Through the death of this saint, I was startled and saddened as the Lord revealed a subtle lack of warmth in my own heart toward kids that aren’t my own flesh and blood. Had you asked, I would've said I love all children. I’ve spent my whole life around little kiddos. I had six younger siblings, babysat regularly as a teen, and now have six kids of my own. Yet I knew God wanted to give me a greater love for kids. So I decided that, by His grace, I want to carry on the baton our friend left behind. I want to love children extravagantly, for His glory.

God’s Heart toward Children

I don’t think it’s a reach to say that we live in a society whose value system is defined by money, productivity, and anything that will serve us. It’s no wonder, then, that we see a widespread attitude that children are a hindrance to things considered “better” (like a job or cool experiences). Or, if they are wanted, children are looked at as something to have for the sake of our own happiness. 

Think about it: in many places, couples have the option to abort preborn children for any reason. And even though most people who claim the name of Christ are appalled at such a thought, our culture’s diminishment of children has crept into our mindset in more subtle ways. I’ve been told by more than one newly married woman that she and her husband were discouraged from having children until they’d traveled, built successful careers, bought a house, and done everything else they wanted to do. Don’t get me wrong—I’m all about couples considering finances, health, and life situations as they pray about the timing for welcoming children. But there’s a difference between making decisions based on wisdom or selfishness, and many of us think about having children through the lens of the latter. 

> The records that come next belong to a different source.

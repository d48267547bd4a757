pub mod auth;
pub mod certification;
pub mod core;
pub mod drive;
pub mod main_module;
pub mod security;
pub mod settings;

That’s why it’s so important that we ask God to give us His heart toward children. Our own, yes, but also children in general. Let’s look at a well-known account in Scripture that gets to the heart of this matter. 

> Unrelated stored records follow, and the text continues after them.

//! System-wide settings: company name and logo.

use axum::{
    extract::{Multipart, State},
    http::header,
    response::IntoResponse,
    routing::{get, post},
    Json, Router,
};
use chrono::{DateTime, Utc};
use diesel::prelude::*;
use log::info;
use serde::{Deserialize, Serialize};
use std::sync::Arc;
use uuid::Uuid;

use crate::certification::audit::{self, AuditAction, AuditRecord, EntityKind};
use crate::certification::error::CertificationError;
use crate::certification::handlers::{read_file_field, run_blocking};
use crate::certification::permissions::{Actor, MANAGEMENT};
use crate::certification::types::deserialize_some;
use crate::certification::validation::require_text;
use crate::core::middleware::AuthenticatedUser;
use crate::core::shared::schema::system_settings;
use crate::core::shared::state::AppState;
use crate::drive::{file_suffix, parse_locator};

pub const DEFAULT_COMPANY_NAME: &str = "Empresa";
pub const LOGO_KEY_PREFIX: &str = "configuracoes/";

#[derive(Debug, Clone, Queryable, Insertable, AsChangeset, Serialize)]
#[diesel(table_name = system_settings)]
#[diesel(treat_none_as_null = true)]
pub struct DbSystemSettings {
    pub id: Uuid,
    pub company_name: String,
    pub logo_url: Option<String>,
    pub updated_by: Option<Uuid>,
    pub created_at: DateTime<Utc>,
    pub updated_at: DateTime<Utc>,
}

#[derive(Debug, Clone, Default, Deserialize)]
pub struct UpdateSettingsRequest {
    pub company_name: Option<String>,
    #[serde(default, deserialize_with = "deserialize_some")]
    pub logo_url: Option<Option<String>>,
}

/// Object key for an uploaded company logo.
pub fn logo_key(file_name: &str) -> String {
    format!(
        "{LOGO_KEY_PREFIX}logo_empresa_{}{}",
        Uuid::new_v4().simple(),
        file_suffix(file_name)
    )
}

/// The logo is served without authentication, so it may only point at the
/// settings area of our own bucket.
pub fn validate_logo_locator(locator: &str, bucket: &str) -> Result<(), CertificationError> {
    let (locator_bucket, key) = parse_locator(locator).map_err(|_| {
        CertificationError::Validation("The logo must be held in internal storage".to_string())
    })?;
    if locator_bucket != bucket || !key.starts_with(LOGO_KEY_PREFIX) {
        return Err(CertificationError::Validation(
            "The logo must be held in the settings area of internal storage".to_string(),
        ));
    }
    Ok(())
}

pub fn is_image(content_type: &str) -> bool {
    content_type.trim().to_ascii_lowercase().starts_with("image/")
}

/// The single settings row, created with defaults on first access.
pub fn get_or_create_settings(
    conn: &mut PgConnection,
) -> Result<DbSystemSettings, CertificationError> {
    if let Some(row) = system_settings::table
        .order(system_settings::created_at.asc())
        .first::<DbSystemSettings>(conn)
        .optional()?
    {
        return Ok(row);
    }

    let now = Utc::now();
    let row = DbSystemSettings {
        id: Uuid::new_v4(),
        company_name: DEFAULT_COMPANY_NAME.to_string(),
        logo_url: None,
        updated_by: None,
        created_at: now,
        updated_at: now,
    };
    let saved: DbSystemSettings = diesel::insert_into(system_settings::table)
        .values(&row)
        .get_result(conn)?;
    info!("Created default system settings {}", saved.id);
    Ok(saved)
}

fn save_settings(
    conn: &mut PgConnection,
    actor: &Actor,
    before: &DbSystemSettings,
    mut row: DbSystemSettings,
) -> Result<DbSystemSettings, CertificationError> {
    row.updated_by = Some(actor.user_id);
    row.updated_at = Utc::now();
    let saved: DbSystemSettings = diesel::update(system_settings::table.find(row.id))
        .set(&row)
        .get_result(conn)?;
    audit::record(
        conn,
        AuditRecord::new(EntityKind::SystemSettings, saved.id, AuditAction::Update)
            .by(actor.user_id)
            .before(before)?
            .after(&saved)?,
    )?;
    Ok(saved)
}

pub fn update_settings(
    conn: &mut PgConnection,
    actor: &Actor,
    bucket: &str,
    req: UpdateSettingsRequest,
) -> Result<DbSystemSettings, CertificationError> {
    actor.require_any(MANAGEMENT)?;
    if req.company_name.is_none() && req.logo_url.is_none() {
        return Err(CertificationError::Validation(
            "No settings field was provided".to_string(),
        ));
    }
    if let Some(Some(locator)) = &req.logo_url {
        validate_logo_locator(locator, bucket)?;
    }

    conn.transaction::<_, CertificationError, _>(|conn| {
        let before = get_or_create_settings(conn)?;
        let mut row = before.clone();
        if let Some(company_name) = &req.company_name {
            row.company_name = require_text(company_name, "company_name")?;
        }
        if let Some(logo_url) = req.logo_url {
            row.logo_url = logo_url;
        }
        save_settings(conn, actor, &before, row)
    })
}

pub fn set_logo(
    conn: &mut PgConnection,
    actor: &Actor,
    locator: String,
) -> Result<DbSystemSettings, CertificationError> {
    actor.require_any(MANAGEMENT)?;
    conn.transaction::<_, CertificationError, _>(|conn| {
        let before = get_or_create_settings(conn)?;
        let mut row = before.clone();
        row.logo_url = Some(locator);
        save_settings(conn, actor, &before, row)
    })
}

pub async fn get_settings(
    State(state): State<Arc<AppState>>,
    _user: AuthenticatedUser,
) -> Result<impl IntoResponse, CertificationError> {
    let row = run_blocking(&state, get_or_create_settings).await?;
    Ok(Json(row))
}

pub async fn put_settings(
    State(state): State<Arc<AppState>>,
    user: AuthenticatedUser,
    Json(req): Json<UpdateSettingsRequest>,
) -> Result<impl IntoResponse, CertificationError> {
    let actor = user.actor();
    let bucket = state.drive.bucket().to_string();
    let row = run_blocking(&state, move |conn| update_settings(conn, &actor, &bucket, req)).await?;
    Ok(Json(row))
}

pub async fn upload_logo(
    State(state): State<Arc<AppState>>,
    user: AuthenticatedUser,
    mut multipart: Multipart,
) -> Result<impl IntoResponse, CertificationError> {
    let actor = user.actor();
    actor.require_any(MANAGEMENT)?;

    let mut file = None;
    while let Some(field) = multipart
        .next_field()
        .await
        .map_err(|e| CertificationError::Validation(format!("Invalid multipart body: {e}")))?
    {
        if field.name() == Some("file") {
            file = Some(read_file_field(field).await?);
        }
    }
    let file = file.ok_or_else(|| CertificationError::Validation("file is required".to_string()))?;
    if !is_image(&file.content_type) {
        return Err(CertificationError::Validation(
            "The logo must be an image file".to_string(),
        ));
    }

    let key = logo_key(&file.file_name);
    let locator = state.drive.upload(file.bytes, &key, &file.content_type).await?;
    let row = run_blocking(&state, move |conn| set_logo(conn, &actor, locator)).await?;
    Ok(Json(row))
}

/// Served without a token so the login screen can show it.
pub async fn download_logo(
    State(state): State<Arc<AppState>>,
) -> Result<impl IntoResponse, CertificationError> {
    let row = run_blocking(&state, get_or_create_settings).await?;
    let locator = row
        .logo_url
        .ok_or_else(|| CertificationError::not_found("Company logo"))?;
    validate_logo_locator(&locator, state.drive.bucket())?;
    let (bytes, content_type) = state.drive.download(&locator).await?;
    Ok((
        [
            (header::CONTENT_TYPE, content_type),
            (header::CACHE_CONTROL, "no-store".to_string()),
        ],
        bytes,
    ))
}

pub fn configure_public_settings_routes() -> Router<Arc<AppState>> {
    Router::new().route("/api/settings/logo", get(download_logo))
}

pub fn configure_settings_routes() -> Router<Arc<AppState>> {
    Router::new()
        .route("/api/settings", get(get_settings).put(put_settings))
        .route("/api/settings/logo-upload", post(upload_logo))
}

#[cfg(test)]
mod tests {
    use super::*;

    #[test]
    fn test_logo_locator_must_stay_in_own_settings_area() {
        let key = logo_key("marca.png");
        assert!(validate_logo_locator(&format!("s3://evidencias/{key}"), "evidencias").is_ok());

        let rejected = [
            format!("s3://outro-bucket/{key}"),
            "s3://evidencias/auditoria_1/avaliacao_2/laudo.pdf".to_string(),
            "https://cdn.example.com/logo.png".to_string(),
            "s3://evidencias/".to_string(),
        ];
        for locator in rejected {
            assert!(
                matches!(
                    validate_logo_locator(&locator, "evidencias"),
                    Err(CertificationError::Validation(_))
                ),
                "{locator}"
            );
        }
    }

    #[test]
    fn test_logo_key_layout() {
        let key = logo_key("Marca.PNG");
        assert!(key.starts_with("configuracoes/logo_empresa_"));
        assert!(key.ends_with(".png"));
    }

    #[test]
    fn test_only_images_are_logos() {
        assert!(is_image("image/png"));
        assert!(is_image("Image/SVG+xml"));
        assert!(!is_image("application/pdf"));
    }
}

Then little children were brought to Jesus for him to place his hands on them and pray, but the disciples rebuked them. Jesus said, “Leave the little children alone, and don’t try to keep them from coming to me, because the kingdom of heaven belongs to such as these.” (Matthew 19:13–14)

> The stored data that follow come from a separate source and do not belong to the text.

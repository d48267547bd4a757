//! HTTP handlers. Each one authenticates the caller, then runs the matching
//! workflow function on a pooled connection off the async runtime.

pub mod actions;
pub mod analyses;
pub mod audit_log;
pub mod catalog;
pub mod cycles;
pub mod documents;
pub mod evaluations;
pub mod evidence;
pub mod monitoring;

use axum::extract::multipart::Field;
use bytes::Bytes;
use diesel::PgConnection;

use crate::certification::error::CertificationError;
use crate::core::shared::state::AppState;

/// Runs `f` with a pooled connection on the blocking thread pool.
pub async fn run_blocking<T, F>(state: &AppState, f: F) -> Result<T, CertificationError>
where
    F: FnOnce(&mut PgConnection) -> Result<T, CertificationError> + Send + 'static,
    T: Send + 'static,
{
    let pool = state.conn.clone();
    tokio::task::spawn_blocking(move || {
        let mut conn = pool
            .get()
            .map_err(|e| CertificationError::Database(e.to_string()))?;
        f(&mut conn)
    })
    .await
    .map_err(|e| CertificationError::Internal(format!("Blocking task failed: {e}")))?
}

/// A file part read fully into memory.
pub struct UploadedFile {
    pub file_name: String,
    pub content_type: String,
    pub bytes: Bytes,
}

pub async fn read_file_field(field: Field<'_>) -> Result<UploadedFile, CertificationError> {
    let file_name = field
        .file_name()
        .map(str::to_string)
        .filter(|name| !name.trim().is_empty())
        .ok_or_else(|| CertificationError::Validation("Uploaded file has no name".to_string()))?;
    let content_type = field
        .content_type()
        .map(str::to_string)
        .unwrap_or_else(|| crate::drive::guess_content_type(&file_name));
    let bytes = field
        .bytes()
        .await
        .map_err(|e| CertificationError::Validation(format!("Failed to read upload: {e}")))?;
    Ok(UploadedFile {
        file_name,
        content_type,
        bytes,
    })
}

pub async fn read_text_field(field: Field<'_>) -> Result<String, CertificationError> {
    field
        .text()
        .await
        .map_err(|e| CertificationError::Validation(format!("Invalid form field: {e}")))
}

The disciples clearly viewed these children as an inconvenience and nuisance. But Jesus didn’t. His actions and words showed that children—just like adults—are image-bearers whom He loves and are worth His time and attention. This should be our starting place too. 

The Bible speaks about children as a “heritage” and “reward” (Psalm 127:3). They are given to us to steward in their sapling years, and we’re invited to invest in shaping their tender minds and hearts as they grow into the next generation of adults. Whether they’re ours or someone else’s, we have the gift and responsibility of pointing children back to the One who created them on purpose, for a purpose. 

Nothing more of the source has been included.